Exercise directions: Using the listing below, set down exactly the lines starting at the line that contains "use super::watcher::Watcher;" and ending at the line that contains "shared error channel;", both included, and no others.

====

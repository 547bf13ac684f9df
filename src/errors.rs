//! Watch-and-render engine error hierarchy.
//!
//! Errors are grouped by the layer that produces them: fetching from a
//! backend, template parsing and evaluation, rendering to disk, child
//! command execution, and configuration. Views recover what they can
//! locally; only unrecoverable or retry-exhausted conditions reach the
//! Runner.

use std::path::PathBuf;
use std::time::Duration;

use config::ConfigError;

#[doc(hidden)]
pub type Result<T> = std::result::Result<T, Error>;

#[derive(Debug, thiserror::Error)]
pub enum Error {
    /// Backend fetch failures (network, auth, malformed responses)
    #[error(transparent)]
    Fetch(#[from] FetchError),

    /// Configuration loading and validation failures
    #[error(transparent)]
    Config(#[from] ConfigError),

    /// Template parse and evaluation failures
    #[error(transparent)]
    Template(#[from] TemplateError),

    /// Destination write failures
    #[error(transparent)]
    Render(#[from] RenderError),

    /// Child command failures
    #[error(transparent)]
    Command(#[from] CommandError),

    /// Unrecoverable failures requiring process termination
    #[error("fatal error: {0}")]
    Fatal(String),
}

/// Errors produced by `Dependency::fetch`. The `is_transient` split
/// decides whether a View retries or terminates.
#[derive(Debug, thiserror::Error)]
pub enum FetchError {
    /// Network-level failure (connect, reset, 5xx equivalent). Retryable.
    #[error("transport error: {0}")]
    Transport(String),

    /// Invalid or expired token, forbidden path. Not retryable.
    #[error("permission denied: {0}")]
    PermissionDenied(String),

    /// The backend answered with something the dependency cannot decode.
    #[error("malformed response: {0}")]
    Malformed(String),

    /// Vault returned a renewable lease with TTL=0. Retried on its own
    /// capped ladder, unbounded by default.
    #[error("vault returned a secret with TTL=0")]
    VaultTtlZero,

    /// The queried entity does not exist and the dependency was asked to
    /// treat absence as an error (block-on-missing semantics).
    #[error("not found: {0}")]
    NotFound(String),

    /// Local file dependency I/O failure.
    #[error("file {path:?}: {source}")]
    File {
        path: PathBuf,
        #[source]
        source: std::io::Error,
    },

    /// The fetch was aborted by a stop signal.
    #[error("fetch canceled")]
    Canceled,
}

impl FetchError {
    /// Whether a View should keep retrying after this error.
    pub fn is_transient(&self) -> bool {
        matches!(self, FetchError::Transport(_) | FetchError::File { .. })
    }
}

#[derive(Debug, thiserror::Error)]
pub enum TemplateError {
    #[error("template parse error at {line}:{col}: {msg}")]
    Parse { line: usize, col: usize, msg: String },

    /// Strict-mode lookup failure (`error_on_missing_key`).
    #[error("map has no entry for key {key:?}")]
    MissingKey { key: String },

    /// A file helper tried to escape the configured sandbox root.
    #[error("sandbox violation: {path:?} is outside {root:?}")]
    Sandbox { path: PathBuf, root: PathBuf },

    /// Runtime evaluation failure (bad argument types, arity, division
    /// by zero, denied function, ...).
    #[error("template execution error: {0}")]
    Exec(String),

    #[error("failed to read template source {path:?}: {source}")]
    Source {
        path: PathBuf,
        #[source]
        source: std::io::Error,
    },
}

#[derive(Debug, thiserror::Error)]
pub enum RenderError {
    #[error("failed to write {dest:?}: {source}")]
    Write {
        dest: PathBuf,
        #[source]
        source: std::io::Error,
    },

    #[error("invalid file mode {0:?}")]
    InvalidPerms(String),

    #[error("destination has no parent directory: {0:?}")]
    NoParent(PathBuf),
}

#[derive(Debug, thiserror::Error)]
pub enum CommandError {
    #[error("failed to spawn command {command:?}: {source}")]
    Spawn {
        command: String,
        #[source]
        source: std::io::Error,
    },

    #[error("command {command:?} exited with {code:?}")]
    NonZeroExit { command: String, code: Option<i32> },

    #[error("command {command:?} timed out after {timeout:?}")]
    Timeout { command: String, timeout: Duration },
}
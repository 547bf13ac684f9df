use std::sync::Arc;
use std::time::Duration;

use tokio::time::timeout;

use super::*;
use crate::clients::{HealthStatus, TokenRenewal};
use crate::config::{RetryConfig, VaultConfig};
use crate::dependency::{Dep, KvGet, StatusFilter, VaultRead};
use crate::dependency::{Dependency, HealthService};
use crate::template::Value;
use crate::test_utils::{fake_clients, health_entry};

fn kv(path: &str) -> Dep {
    Arc::new(KvGet::new(path, None, None))
}

async fn recv_update(
    channels: &mut WatcherChannels,
) -> ViewUpdate {
    timeout(Duration::from_secs(120), channels.data_rx.recv())
        .await
        .expect("timed out waiting for update")
        .expect("data channel closed")
}

#[tokio::test(start_paused = true)]
async fn test_add_is_idempotent_by_fingerprint() {
    let (clients, _consul, _vault, _nomad) = fake_clients();
    let (watcher, _channels) = Watcher::new(clients, ViewConfig::default());

    assert!(watcher.add(kv("foo")));
    assert!(!watcher.add(kv("foo")));
    assert_eq!(watcher.size(), 1);
    assert!(watcher.watching("kv.get|foo"));
    watcher.stop();
}

#[tokio::test(start_paused = true)]
async fn test_view_publishes_on_change() {
    let (clients, consul, _vault, _nomad) = fake_clients();
    consul.set_kv("foo", "bar");
    let (watcher, mut channels) = Watcher::new(clients, ViewConfig::default());
    watcher.add(kv("foo"));

    let update = recv_update(&mut channels).await;
    assert_eq!(update.dep.fingerprint(), "kv.get|foo");
    assert_eq!(update.value, Value::from("bar"));

    consul.set_kv("foo", "baz");
    let update = recv_update(&mut channels).await;
    assert_eq!(update.value, Value::from("baz"));
    watcher.stop();
}

#[tokio::test(start_paused = true)]
async fn test_view_indexes_are_monotonic() {
    let (clients, consul, _vault, _nomad) = fake_clients();
    consul.set_kv("foo", "1");
    let (watcher, mut channels) = Watcher::new(clients, ViewConfig::default());
    watcher.add(kv("foo"));

    let first = recv_update(&mut channels).await;
    consul.set_kv("foo", "2");
    let second = recv_update(&mut channels).await;
    assert!(second.last_index > first.last_index);
    watcher.stop();
}

#[tokio::test(start_paused = true)]
async fn test_view_suppresses_equal_values() {
    let (clients, consul, _vault, _nomad) = fake_clients();
    consul.set_kv("foo", "same");
    let (watcher, mut channels) = Watcher::new(clients, ViewConfig::default());
    watcher.add(kv("foo"));
    let _ = recv_update(&mut channels).await;

    // Touch an unrelated key: the index moves but foo's value does not.
    consul.set_kv("unrelated", "x");
    consul.set_kv("foo", "changed");
    let update = recv_update(&mut channels).await;
    assert_eq!(update.value, Value::from("changed"));
    watcher.stop();
}

#[tokio::test(start_paused = true)]
async fn test_remove_stops_view() {
    let (clients, _consul, _vault, _nomad) = fake_clients();
    let (watcher, _channels) = Watcher::new(clients, ViewConfig::default());
    watcher.add(kv("foo"));
    assert!(watcher.remove("kv.get|foo"));
    assert!(!watcher.remove("kv.get|foo"));
    assert_eq!(watcher.size(), 0);
    watcher.stop();
}

#[tokio::test(start_paused = true)]
async fn test_prune_retains_protected_views() {
    let (clients, _consul, _vault, _nomad) = fake_clients();
    let (watcher, _channels) = Watcher::new(clients, ViewConfig::default());
    watcher.add(kv("used"));
    watcher.add(kv("stale"));
    watcher.add_protected(Arc::new(crate::dependency::VaultToken::new(0)));

    let keep = ["kv.get|used".to_string()].into_iter().collect();
    watcher.prune(&keep);

    assert!(watcher.watching("kv.get|used"));
    assert!(!watcher.watching("kv.get|stale"));
    assert!(watcher.watching("vault.token.renew"));
    watcher.stop();
}

#[tokio::test(start_paused = true)]
async fn test_retry_exhaustion_surfaces_error() {
    let (clients, consul, _vault, _nomad) = fake_clients();
    consul.fail_transport(usize::MAX);
    let config = ViewConfig {
        retry: RetryConfig {
            attempts: 3,
            backoff_ms: 10,
            max_backoff_ms: 100,
        },
        ..Default::default()
    };
    let (watcher, mut channels) = Watcher::new(clients, config);
    watcher.add(kv("foo"));

    let err = timeout(Duration::from_secs(300), channels.err_rx.recv())
        .await
        .expect("timed out waiting for error")
        .expect("error channel closed");
    assert_eq!(err.dep.fingerprint(), "kv.get|foo");
    assert!(err.error.is_transient());
    watcher.stop();
}

#[tokio::test(start_paused = true)]
async fn test_permission_error_is_fatal_immediately() {
    let (clients, consul, _vault, _nomad) = fake_clients();
    consul.fail_permission(true);
    let (watcher, mut channels) = Watcher::new(clients, ViewConfig::default());
    watcher.add(kv("foo"));

    let err = timeout(Duration::from_secs(120), channels.err_rx.recv())
        .await
        .expect("timed out")
        .expect("closed");
    assert!(matches!(err.error, crate::errors::FetchError::PermissionDenied(_)));
    watcher.stop();
}

#[tokio::test(start_paused = true)]
async fn test_once_mode_view_terminates_after_first_publish() {
    let (clients, consul, _vault, _nomad) = fake_clients();
    consul.set_kv("foo", "bar");
    let config = ViewConfig {
        once: true,
        ..Default::default()
    };
    let (watcher, mut channels) = Watcher::new(clients, config);
    watcher.add(kv("foo"));

    let _ = recv_update(&mut channels).await;
    // Further changes produce nothing: the View already returned.
    consul.set_kv("foo", "baz");
    tokio::time::sleep(Duration::from_secs(120)).await;
    assert!(channels.data_rx.try_recv().is_err());
    watcher.stop();
}

#[tokio::test(start_paused = true)]
async fn test_health_service_filter_applied() {
    let (clients, consul, _vault, _nomad) = fake_clients();
    consul.set_health(
        "webapp",
        vec![
            health_entry("1.2.3.4", &["prod", "staging"], HealthStatus::Passing),
            health_entry("5.6.7.8", &["staging"], HealthStatus::Critical),
        ],
    );
    let (watcher, mut channels) = Watcher::new(clients, ViewConfig::default());
    let dep: Dep = Arc::new(HealthService::new(
        "webapp",
        None,
        StatusFilter::parse("passing").unwrap(),
        None,
    ));
    watcher.add(dep);

    let update = recv_update(&mut channels).await;
    let list = update.value.as_list().unwrap();
    assert_eq!(list.len(), 1);
    assert_eq!(list[0].field("Address"), Some(&Value::from("1.2.3.4")));
    watcher.stop();
}

#[tokio::test(start_paused = true)]
async fn test_vault_ttl_zero_retries_then_succeeds() {
    let (clients, _consul, vault, _nomad) = fake_clients();
    vault.set_secret("secret/foo", [("pass".to_string(), Value::from("hunter2"))].into());
    vault.ttl_zero_times("secret/foo", 3);

    let (watcher, mut channels) = Watcher::new(clients, ViewConfig::default());
    watcher.add(Arc::new(VaultRead::new("secret/foo")));

    // Three TTL=0 answers back off 250ms, 500ms, 1s, then the secret
    // arrives; no error ever surfaces.
    let update = recv_update(&mut channels).await;
    let data = update.value.field("Data").unwrap();
    assert_eq!(data.field("pass"), Some(&Value::from("hunter2")));
    assert!(channels.err_rx.try_recv().is_err());
    watcher.stop();
}

#[tokio::test(start_paused = true)]
async fn test_vault_token_file_swap() {
    let (clients, _consul, vault, _nomad) = fake_clients();
    vault.push_renewal(TokenRenewal {
        lease_duration: 600,
        renewable: true,
    });
    vault.set_secret("secret/foo", [("k".to_string(), Value::from("v"))].into());

    let dir = tempfile::tempdir().unwrap();
    let token_file = dir.path().join("token");
    std::fs::write(&token_file, "first-token\n").unwrap();

    let (watcher, mut channels) = Watcher::new(clients.clone(), ViewConfig::default());
    let config = VaultConfig {
        agent_token_file: Some(token_file.to_string_lossy().into_owned()),
        renew_token: true,
        ..Default::default()
    };
    let _fatal_rx = watch_vault_token(&watcher, &config).await.unwrap();

    // Wait for the first token to land on the client.
    let deadline = tokio::time::Instant::now() + Duration::from_secs(30);
    while *clients.vault().unwrap().token() != "first-token" {
        assert!(tokio::time::Instant::now() < deadline, "token never applied");
        tokio::time::sleep(Duration::from_millis(100)).await;
    }

    // Reads started after the swap use the new token.
    watcher.add(Arc::new(VaultRead::new("secret/foo")));
    let _ = recv_update(&mut channels).await;
    assert!(vault.tokens_seen().contains(&"first-token".to_string()));
    watcher.stop();
}
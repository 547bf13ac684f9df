//! Vault token lifecycle supervision.
//!
//! Given a VaultConfig with a token (raw or wrapped) and an optional
//! agent token file, this wires the renew-only View and the token-file
//! View, swaps the in-use token on the Vault client when the file
//! changes, and re-establishes renewal afterwards. The first fatal
//! error surfaces on the returned channel.

use std::sync::Arc;

use tokio::sync::mpsc;
use tracing::{error, info};

use super::view::{ViewError, ViewUpdate};
use super::watcher::Watcher;
use crate::config::VaultConfig;
use crate::dependency::{Dep, VaultAgentToken, VaultToken};
use crate::errors::{Error, FetchError};

const RENEW_FINGERPRINT: &str = "vault.token.renew";

/// Registers the token-renewal and token-file Views for the given
/// config and returns the channel their first fatal error arrives on.
///
/// Token unwrapping, when enabled, happens once before any View starts.
pub async fn watch_vault_token(
    watcher: &Arc<Watcher>,
    config: &VaultConfig,
) -> Result<mpsc::UnboundedReceiver<Error>, Error> {
    let (fatal_tx, fatal_rx) = mpsc::unbounded_channel();

    let vault = watcher.clients().vault().map_err(Error::Fetch)?.clone();

    if config.unwrap_token {
        let wrapped = vault.token();
        let inner = vault.unwrap_token(&wrapped).await.map_err(Error::Fetch)?;
        info!("(vault-token) unwrapped initial token");
        vault.set_token(&inner);
    }

    if config.renew_token {
        watcher.add_protected(Arc::new(VaultToken::new(config.token_renew_increment)));
    }

    if let Some(file) = &config.agent_token_file {
        let (token_tx, token_rx) = mpsc::unbounded_channel::<ViewUpdate>();
        let (err_tx, err_rx) = mpsc::unbounded_channel::<ViewError>();
        let dep: Dep = Arc::new(VaultAgentToken::new(file));
        watcher.add_with_channels(dep, token_tx, err_tx);

        tokio::spawn(supervise_token_file(
            Arc::clone(watcher),
            config.clone(),
            token_rx,
            err_rx,
            fatal_tx.clone(),
        ));
    }

    // Renewal failures flow through the watcher's shared error channel;
    // the Runner treats exhausted token renewal as fatal by fingerprint.
    Ok(fatal_rx)
}

/// Whether a surfaced View error belongs to the token lifecycle and is
/// fatal for the whole process.
pub fn is_token_fatal(err: &ViewError) -> bool {
    err.dep.fingerprint() == RENEW_FINGERPRINT
        || err.dep.fingerprint().starts_with("vault.token.file")
}

async fn supervise_token_file(
    watcher: Arc<Watcher>,
    config: VaultConfig,
    mut token_rx: mpsc::UnboundedReceiver<ViewUpdate>,
    mut err_rx: mpsc::UnboundedReceiver<ViewError>,
    fatal_tx: mpsc::UnboundedSender<Error>,
) {
    loop {
        tokio::select! {
            update = token_rx.recv() => {
                let Some(update) = update else { return };
                let Some(token) = update.value.as_str() else { continue };
                if token.is_empty() {
                    continue;
                }
                if let Err(e) = apply_token(&watcher, &config, token).await {
                    error!("(vault-token) failed to apply new token: {}", e);
                    let _ = fatal_tx.send(Error::Fetch(e));
                    return;
                }
            }
            err = err_rx.recv() => {
                let Some(err) = err else { return };
                error!("(vault-token) token file watch failed: {}", err.error);
                let _ = fatal_tx.send(Error::Fetch(err.error));
                return;
            }
        }
    }
}

/// Resolves (possibly unwraps) the new token, swaps it on the client,
/// and restarts renewal so the ladder begins from the fresh lease.
async fn apply_token(
    watcher: &Arc<Watcher>,
    config: &VaultConfig,
    token: &str,
) -> Result<(), FetchError> {
    let vault = watcher.clients().vault()?.clone();
    let resolved = if config.unwrap_token {
        vault.unwrap_token(token).await?
    } else {
        token.to_string()
    };
    info!("(vault-token) token file changed, swapping client token");
    vault.set_token(&resolved);

    if config.renew_token {
        watcher.remove(RENEW_FINGERPRINT);
        watcher.add_protected(Arc::new(VaultToken::new(config.token_renew_increment)));
    }
    Ok(())
}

====

Response to the task:
use super::watcher::Watcher;
use crate::config::VaultConfig;
use crate::dependency::{Dep, VaultAgentToken, VaultToken};
use crate::errors::{Error, FetchError};

const RENEW_FINGERPRINT: &str = "vault.token.renew";

/// Registers the token-renewal and token-file Views for the given
/// config and returns the channel their first fatal error arrives on.
///
/// Token unwrapping, when enabled, happens once before any View starts.
pub async fn watch_vault_token(
    watcher: &Arc<Watcher>,
    config: &VaultConfig,
) -> Result<mpsc::UnboundedReceiver<Error>, Error> {
    let (fatal_tx, fatal_rx) = mpsc::unbounded_channel();

    let vault = watcher.clients().vault().map_err(Error::Fetch)?.clone();

    if config.unwrap_token {
        let wrapped = vault.token();
        let inner = vault.unwrap_token(&wrapped).await.map_err(Error::Fetch)?;
        info!("(vault-token) unwrapped initial token");
        vault.set_token(&inner);
    }

    if config.renew_token {
        watcher.add_protected(Arc::new(VaultToken::new(config.token_renew_increment)));
    }

    if let Some(file) = &config.agent_token_file {
        let (token_tx, token_rx) = mpsc::unbounded_channel::<ViewUpdate>();
        let (err_tx, err_rx) = mpsc::unbounded_channel::<ViewError>();
        let dep: Dep = Arc::new(VaultAgentToken::new(file));
        watcher.add_with_channels(dep, token_tx, err_tx);

        tokio::spawn(supervise_token_file(
            Arc::clone(watcher),
            config.clone(),
            token_rx,
            err_rx,
            fatal_tx.clone(),
        ));
    }

    // Renewal failures flow through the watcher's shared error channel;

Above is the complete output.